- Exercise details
All that is wanted is the span of lines from the one with "assert_eq!(messages.len(), 1);" to the last line of the data, copied exactly.

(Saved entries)
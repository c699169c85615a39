// SPDX-FileCopyrightText: 2026 Hantar Contributors
// SPDX-License-Identifier: MIT OR Apache-2.0

//! Binary entry point for the Hantar multi-tenant WhatsApp gateway.

use clap::{Parser, Subcommand};

use hantar_config::HantarConfig;

mod serve;

/// Hantar, a multi-tenant WhatsApp messaging gateway.
#[derive(Parser, Debug)]
#[command(name = "hantar", version, about, long_about = None)]
struct Cli {
    /// Configuration file to use instead of the XDG lookup.
    #[arg(long, value_name = "PATH", global = true)]
    config: Option<std::path::PathBuf>,

    #[command(subcommand)]
    command: Option<Commands>,
}

#[derive(Subcommand, Debug)]
enum Commands {
    /// Start the gateway server.
    Serve,
    /// Print the effective configuration after file and env merging.
    Config,
}

#[tokio::main]
async fn main() {
    let cli = Cli::parse();
    let config = load_config_or_exit(cli.config.as_deref());

    match cli.command {
        Some(Commands::Serve) => {
            if let Err(e) = serve::run_serve(config).await {
                eprintln!("hantar serve failed: {e}");
                std::process::exit(1);
            }
        }
        Some(Commands::Config) => print_config(&config),
        None => println!("hantar: use --help for available commands"),
    }
}

/// Configuration problems are fatal before any subcommand runs; render
/// the diagnostics and bail.
fn load_config_or_exit(path: Option<&std::path::Path>) -> HantarConfig {
    let loaded = match path {
        Some(path) => hantar_config::load_and_validate_path(path),
        None => hantar_config::load_and_validate(),
    };
    match loaded {
        Ok(config) => config,
        Err(errors) => {
            hantar_config::render_errors(&errors);
            std::process::exit(1);
        }
    }
}

fn print_config(config: &HantarConfig) {
    match toml::to_string_pretty(config) {
        Ok(rendered) => println!("{rendered}"),
        Err(e) => {
            eprintln!("failed to render configuration: {e}");
            std::process::exit(1);
        }
    }
}
// SPDX-FileCopyrightText: 2026 Hantar Contributors
// SPDX-License-Identifier: MIT OR Apache-2.0

//! SQLite implementation of the RecordStore trait.

use async_trait::async_trait;
use tokio::sync::OnceCell;
use tracing::debug;

use hantar_config::model::StorageConfig;
use hantar_core::types::{BlastRecord, DeliveryStatus, DeviceInfo, MessageRecord, SessionRecord};
use hantar_core::{HantarError, RecordStore};

use crate::database::Database;
use crate::queries;

/// SQLite-backed record store.
///
/// Wraps a [`Database`] handle and delegates all query operations to the
/// typed query modules. The database is lazily opened on the first call to
/// [`SqliteStore::initialize`].
pub struct SqliteStore {
    config: StorageConfig,
    db: OnceCell<Database>,
}

impl SqliteStore {
    /// Create a new SqliteStore with the given configuration.
    ///
    /// The database connection is not opened until [`initialize`] is called.
    ///
    /// [`initialize`]: SqliteStore::initialize
    pub fn new(config: StorageConfig) -> Self {
        Self {
            config,
            db: OnceCell::new(),
        }
    }

    /// Open the database at the configured path and run migrations.
    pub async fn initialize(&self) -> Result<(), HantarError> {
        let db = Database::open(&self.config.database_path, self.config.wal_mode).await?;
        self.db.set(db).map_err(|_| HantarError::Storage {
            source: "storage already initialized".into(),
        })?;
        debug!(path = %self.config.database_path, "SQLite store initialized");
        Ok(())
    }

    /// Checkpoint the WAL and release the connection.
    pub async fn close(&self) -> Result<(), HantarError> {
        if let Some(db) = self.db.get() {
            db.close().await?;
            debug!("WAL checkpoint complete");
        }
        Ok(())
    }

    fn db(&self) -> Result<&Database, HantarError> {
        self.db.get().ok_or_else(|| HantarError::Storage {
            source: "storage not initialized -- call initialize() first".into(),
        })
    }
}

#[async_trait]
impl RecordStore for SqliteStore {
    // --- Tenant session rows ---

    async fn upsert_session(&self, record: &SessionRecord) -> Result<(), HantarError> {
        queries::sessions::upsert_session(self.db()?, record).await
    }

    async fn get_session(&self, tenant_id: &str) -> Result<Option<SessionRecord>, HantarError> {
        queries::sessions::get_session(self.db()?, tenant_id).await
    }

    async fn set_session_connected(
        &self,
        tenant_id: &str,
        connected: bool,
        info: Option<&DeviceInfo>,
    ) -> Result<(), HantarError> {
        queries::sessions::set_session_connected(self.db()?, tenant_id, connected, info).await
    }

    async fn save_contacts(
        &self,
        tenant_id: &str,
        contacts_json: &str,
    ) -> Result<(), HantarError> {
        queries::sessions::save_contacts(self.db()?, tenant_id, contacts_json).await
    }

    async fn mark_all_disconnected(&self) -> Result<u64, HantarError> {
        queries::sessions::mark_all_disconnected(self.db()?).await
    }

    // --- Blast jobs ---

    async fn create_blast(&self, record: &BlastRecord) -> Result<(), HantarError> {
        queries::blasts::create_blast(self.db()?, record).await
    }

    async fn get_blast(&self, id: &str) -> Result<Option<BlastRecord>, HantarError> {
        queries::blasts::get_blast(self.db()?, id).await
    }

    async fn update_blast_progress(
        &self,
        id: &str,
        successful: i64,
        failed: i64,
    ) -> Result<(), HantarError> {
        queries::blasts::update_blast_progress(self.db()?, id, successful, failed).await
    }

    async fn complete_blast(
        &self,
        id: &str,
        successful: i64,
        failed: i64,
        errors_json: &str,
        completed_at: &str,
    ) -> Result<(), HantarError> {
        queries::blasts::complete_blast(self.db()?, id, successful, failed, errors_json, completed_at)
            .await
    }

    async fn list_blasts(
        &self,
        tenant_id: &str,
        limit: i64,
    ) -> Result<Vec<BlastRecord>, HantarError> {
        queries::blasts::list_blasts(self.db()?, tenant_id, limit).await
    }

    // --- Message records ---

    async fn insert_message(&self, record: &MessageRecord) -> Result<(), HantarError> {
        queries::messages::insert_message(self.db()?, record).await
    }

    async fn get_message_by_provider_id(
        &self,
        message_id: &str,
    ) -> Result<Option<MessageRecord>, HantarError> {
        queries::messages::get_message_by_provider_id(self.db()?, message_id).await
    }

    async fn advance_message_status(
        &self,
        id: &str,
        status: DeliveryStatus,
        at: &str,
    ) -> Result<(), HantarError> {
        queries::messages::advance_message_status(self.db()?, id, status, at).await
    }

    async fn list_messages_for_blast(
        &self,
        blast_id: &str,
    ) -> Result<Vec<MessageRecord>, HantarError> {
        queries::messages::list_messages_for_blast(self.db()?, blast_id).await
    }
}

#[cfg(test)]
mod tests {
    use super::*;
    use tempfile::tempdir;

    fn make_config(path: &str) -> StorageConfig {
        StorageConfig {
            database_path: path.to_string(),
            wal_mode: true,
        }
    }

    #[tokio::test]
    async fn initialize_opens_database_at_configured_path() {
        let dir = tempdir().unwrap();
        let db_path = dir.path().join("init_test.db");
        let store = SqliteStore::new(make_config(db_path.to_str().unwrap()));

        store.initialize().await.unwrap();
        assert!(db_path.exists(), "database file should be created");
    }

    #[tokio::test]
    async fn initialize_twice_returns_error() {
        let dir = tempdir().unwrap();
        let db_path = dir.path().join("double_init.db");
        let store = SqliteStore::new(make_config(db_path.to_str().unwrap()));

        store.initialize().await.unwrap();
        assert!(store.initialize().await.is_err());
    }

    #[tokio::test]
    async fn queries_fail_before_initialize() {
        let dir = tempdir().unwrap();
        let db_path = dir.path().join("no_init.db");
        let store = SqliteStore::new(make_config(db_path.to_str().unwrap()));

        assert!(store.get_session("studio-1").await.is_err());
    }

    #[tokio::test]
    async fn full_blast_lifecycle_through_store() {
        let dir = tempdir().unwrap();
        let db_path = dir.path().join("lifecycle.db");
        let store = SqliteStore::new(make_config(db_path.to_str().unwrap()));
        store.initialize().await.unwrap();

        let blast = BlastRecord {
            id: "b1".to_string(),
            tenant_id: "studio-1".to_string(),
            message: "Hello {name}".to_string(),
            status: hantar_core::types::BlastStatus::InProgress,
            total: 2,
            successful: 0,
            failed: 0,
            errors: "[]".to_string(),
            started_at: "2026-01-01T00:00:00.000Z".to_string(),
            completed_at: None,
        };
        store.create_blast(&blast).await.unwrap();

        let message = MessageRecord {
            id: "m1".to_string(),
            blast_id: Some("b1".to_string()),
            tenant_id: "studio-1".to_string(),
            message_id: Some("WAMID-1".to_string()),
            recipient_phone: "60123456789".to_string(),
            recipient_name: Some("Aini".to_string()),
            content: "Hello Aini".to_string(),
            status: DeliveryStatus::Sent,
            error: None,
            sent_at: Some("2026-01-01T00:00:01.000Z".to_string()),
            delivered_at: None,
            read_at: None,
            failed_at: None,
            created_at: "2026-01-01T00:00:01.000Z".to_string(),
        };
        store.insert_message(&message).await.unwrap();
        store.update_blast_progress("b1", 1, 0).await.unwrap();
        store
            .complete_blast("b1", 1, 1, r#"[{"phone":"602","error":"send failed"}]"#, "2026-01-01T00:00:05.000Z")
            .await
            .unwrap();

        let finished = store.get_blast("b1").await.unwrap().unwrap();
        assert_eq!(finished.status, hantar_core::types::BlastStatus::Completed);
        assert_eq!(finished.successful, 1);
        assert_eq!(finished.failed, 1);

        let messages = store.list_messages_for_blast("b1").await.unwrap();
        assert_eq!(messages.len(), 1);

        store
            .advance_message_status("m1", DeliveryStatus::Delivered, "2026-01-01T00:00:07.000Z")
            .await
            .unwrap();
        let updated = store
            .get_message_by_provider_id("WAMID-1")
            .await
            .unwrap()
            .unwrap();
        assert_eq!(updated.status, DeliveryStatus::Delivered);

        store.close().await.unwrap();
    }
}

- Response area
        assert_eq!(messages.len(), 1);

        store
            .advance_message_status("m1", DeliveryStatus::Delivered, "2026-01-01T00:00:07.000Z")
            .await
            .unwrap();
        let updated = store
            .get_message_by_provider_id("WAMID-1")
            .await
            .unwrap()
            .unwrap();
        assert_eq!(updated.status, DeliveryStatus::Delivered);

        store.close().await.unwrap();
    }
}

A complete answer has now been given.